◆ **Your goal**
Retype all of the lines below with no changes.
[Exercise input — start]
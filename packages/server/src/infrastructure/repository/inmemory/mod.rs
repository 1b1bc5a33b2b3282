pub mod session;

pub use session::InMemorySessionRepository;
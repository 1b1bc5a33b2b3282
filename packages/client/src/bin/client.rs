//! Terminal chat client for the hiroba relay.
//!
//! Joins a session as a participant (or watches it as a viewer), prints the replayed
//! history and live messages, and sends lines typed at the prompt.
//! Automatically reconnects on disconnection (max 5 attempts with 5 second interval).
//! A client ID that is already in use ends the client without retrying.
//!
//! Run with:
//! ```not_rust
//! cargo run --bin hiroba-client -- --session-id standup --client-id Alice
//! cargo run --bin hiroba-client -- -s standup --viewer
//! ```

use clap::Parser;
use hiroba_client::{domain::ClientOptions, run_client};
use hiroba_shared::logger::setup_logger;

#[derive(Parser, Debug)]
#[command(name = "hiroba-client")]
#[command(about = "Terminal client for the hiroba chat relay", long_about = None)]
struct Args {
    /// Relay base URL
    #[arg(short = 'u', long, default_value = "ws://127.0.0.1:8080")]
    url: String,

    /// Session to join or watch
    #[arg(short = 's', long)]
    session_id: String,

    /// Client ID for identifying messages (must be unique within the session)
    #[arg(short = 'c', long)]
    client_id: Option<String>,

    /// Session password
    #[arg(long)]
    session_password: Option<String>,

    /// Per-user password bound to the client ID
    #[arg(long)]
    user_password: Option<String>,

    /// Watch the session read-only
    #[arg(long)]
    viewer: bool,
}

#[tokio::main]
async fn main() {
    // Initialize tracing
    setup_logger(env!("CARGO_BIN_NAME"), "info");

    let args = Args::parse();

    let options = match ClientOptions::new(
        args.url,
        args.session_id,
        args.client_id,
        args.session_password,
        args.user_password,
        args.viewer,
    ) {
        Ok(options) => options,
        Err(e) => {
            tracing::error!("{}", e);
            std::process::exit(1);
        }
    };

    // Run the client
    if let Err(e) = run_client(options).await {
        tracing::error!("Client error: {}", e);
        std::process::exit(1);
    }
}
[Exercise input — finish]
◆ **Response box**
filename packages/server/src/infrastructure/repository/inmemory/mod.rs
repository 1b1bc5a33b2b3282
pub mod session;

pub use session::InMemorySessionRepository;
repository 1b1bc5a33b2b3282
filename packages/client/src/bin/client.rs
//! Terminal chat client for the hiroba relay.
//!
//! Joins a session as a participant (or watches it as a viewer), prints the replayed
//! history and live messages, and sends lines typed at the prompt.
//! Automatically reconnects on disconnection (max 5 attempts with 5 second interval).
//! A client ID that is already in use ends the client without retrying.
//!
//! Run with:
//! ```not_rust
//! cargo run --bin hiroba-client -- --session-id standup --client-id Alice
//! cargo run --bin hiroba-client -- -s standup --viewer
//! ```

use clap::Parser;
use hiroba_client::{domain::ClientOptions, run_client};
use hiroba_shared::logger::setup_logger;

#[derive(Parser, Debug)]
#[command(name = "hiroba-client")]
#[command(about = "Terminal client for the hiroba chat relay", long_about = None)]
struct Args {
    /// Relay base URL
    #[arg(short = 'u', long, default_value = "ws://127.0.0.1:8080")]
    url: String,

    /// Session to join or watch
    #[arg(short = 's', long)]
    session_id: String,

    /// Client ID for identifying messages (must be unique within the session)
    #[arg(short = 'c', long)]
    client_id: Option<String>,

    /// Session password
    #[arg(long)]
    session_password: Option<String>,

    /// Per-user password bound to the client ID
    #[arg(long)]
    user_password: Option<String>,

    /// Watch the session read-only
    #[arg(long)]
    viewer: bool,
}

#[tokio::main]
async fn main() {
    // Initialize tracing
    setup_logger(env!("CARGO_BIN_NAME"), "info");

    let args = Args::parse();

    let options = match ClientOptions::new(
        args.url,
        args.session_id,
        args.client_id,
        args.session_password,
        args.user_password,
        args.viewer,
    ) {
        Ok(options) => options,
        Err(e) => {
            tracing::error!("{}", e);
            std::process::exit(1);
        }
    };

    // Run the client
    if let Err(e) = run_client(options).await {
        tracing::error!("Client error: {}", e);
        std::process::exit(1);
    }
}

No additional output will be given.